These efforts to encourage human trafficking victims to cooperate with local, state, and federal law enforcement officials has been complicated by Trump’s immigration agenda. In November 2018, the Trump Administration announced that people denied a T visa may be issued a notice to appear in immigration court, beginning deportation proceedings. The move had an immediate chilling effect on human trafficking victims’ willingness to help police, lawyers and advocates say.

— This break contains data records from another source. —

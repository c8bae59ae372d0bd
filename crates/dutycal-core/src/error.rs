use std::fmt;

/// Machine-readable error kinds surfaced by the event store.
#[derive(Debug, Clone, Copy, PartialEq, Eq, Hash)]
pub enum ErrorKind {
    InvalidInput,
    Unavailable,
    Timeout,
    Transport,
    NotFound,
    NotSynced,
    Decode,
}

impl ErrorKind {
    /// Stable code identifier (`E####`) for machine parsing.
    #[must_use]
    pub const fn code(self) -> &'static str {
        match self {
            Self::InvalidInput => "E1001",
            Self::Unavailable => "E2001",
            Self::Timeout => "E2002",
            Self::Transport => "E2003",
            Self::NotFound => "E3001",
            Self::NotSynced => "E3002",
            Self::Decode => "E4001",
        }
    }

    /// Short human-facing summary for logs and terminal output.
    #[must_use]
    pub const fn message(self) -> &'static str {
        match self {
            Self::InvalidInput => "Invalid request",
            Self::Unavailable => "Backend unavailable",
            Self::Timeout => "Backend timed out",
            Self::Transport => "Transport error",
            Self::NotFound => "Event not found",
            Self::NotSynced => "Event not synced",
            Self::Decode => "Unexpected column encoding",
        }
    }

    /// Optional remediation hint that can be surfaced to operators.
    #[must_use]
    pub const fn hint(self) -> Option<&'static str> {
        match self {
            Self::InvalidInput => Some("Check the event fields and query bounds."),
            Self::Unavailable => Some("Check that the event database is reachable and writable."),
            Self::Timeout => Some("Retry once the other writer has finished."),
            Self::Transport | Self::NotFound => None,
            Self::NotSynced => Some("Sync the event before deleting it."),
            Self::Decode => Some("The row was written by an incompatible version; rewrite it."),
        }
    }

    /// Whether retrying the same request may succeed.
    #[must_use]
    pub const fn is_transient(self) -> bool {
        matches!(self, Self::Unavailable | Self::Timeout | Self::Transport)
    }
}

impl fmt::Display for ErrorKind {
    fn fmt(&self, f: &mut fmt::Formatter<'_>) -> fmt::Result {
        write!(f, "{}", self.code())
    }
}

/// Errors returned by the event store and the column backend beneath it.
///
/// Backend failures are propagated with their kind unchanged; this layer
/// never retries.
#[derive(Debug, Clone, PartialEq, Eq, thiserror::Error)]
pub enum StoreError {
    /// The request itself was malformed (bad predicate, invalid event).
    #[error("invalid request: {0}")]
    InvalidInput(String),

    /// The backend cannot serve requests right now.
    #[error("backend unavailable: {0}")]
    Unavailable(String),

    /// The backend did not answer in time.
    #[error("backend timed out: {0}")]
    Timeout(String),

    /// Any other failure talking to the backend.
    #[error("transport error: {0}")]
    Transport(String),

    /// No live columns exist for the requested row.
    #[error("event {0} not found")]
    NotFound(String),

    /// Delete was attempted on an event that was never written.
    #[error("event not synced to database yet")]
    NotSynced,

    /// A stored column could not be decoded.
    #[error("cannot decode column {column} of row {key}: {reason}")]
    Decode {
        key: String,
        column: String,
        reason: String,
    },
}

impl StoreError {
    #[must_use]
    pub const fn kind(&self) -> ErrorKind {
        match self {
            Self::InvalidInput(_) => ErrorKind::InvalidInput,
            Self::Unavailable(_) => ErrorKind::Unavailable,
            Self::Timeout(_) => ErrorKind::Timeout,
            Self::Transport(_) => ErrorKind::Transport,
            Self::NotFound(_) => ErrorKind::NotFound,
            Self::NotSynced => ErrorKind::NotSynced,
            Self::Decode { .. } => ErrorKind::Decode,
        }
    }

    /// Optional remediation hint for operators.
    #[must_use]
    pub const fn hint(&self) -> Option<&'static str> {
        self.kind().hint()
    }
}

At the same time, the Administration made actually applying for or receiving a T visa even harder. Fee waivers on supplemental documents that used to be approved are now routinely denied, and applications are now adjudicated more strictly, multiple anti-trafficking experts and victims’ lawyers say. For example, the U.S. Citizenship and Immigration Services (USCIS) now frequently requests further evidence that a person was indeed trafficked or that their trafficking history is the reason they are still in the U.S. Producing that kind of documentation can be nearly impossible for real human-trafficking victims, human trafficking experts say. Emma, for instance, has no written contract spelling out the intentions of the man at the Guangdong office or with the men who put her in a box in Mexico. When she arrived in Kentucky, she was paid in cash. The orders she received from her boss were verbal.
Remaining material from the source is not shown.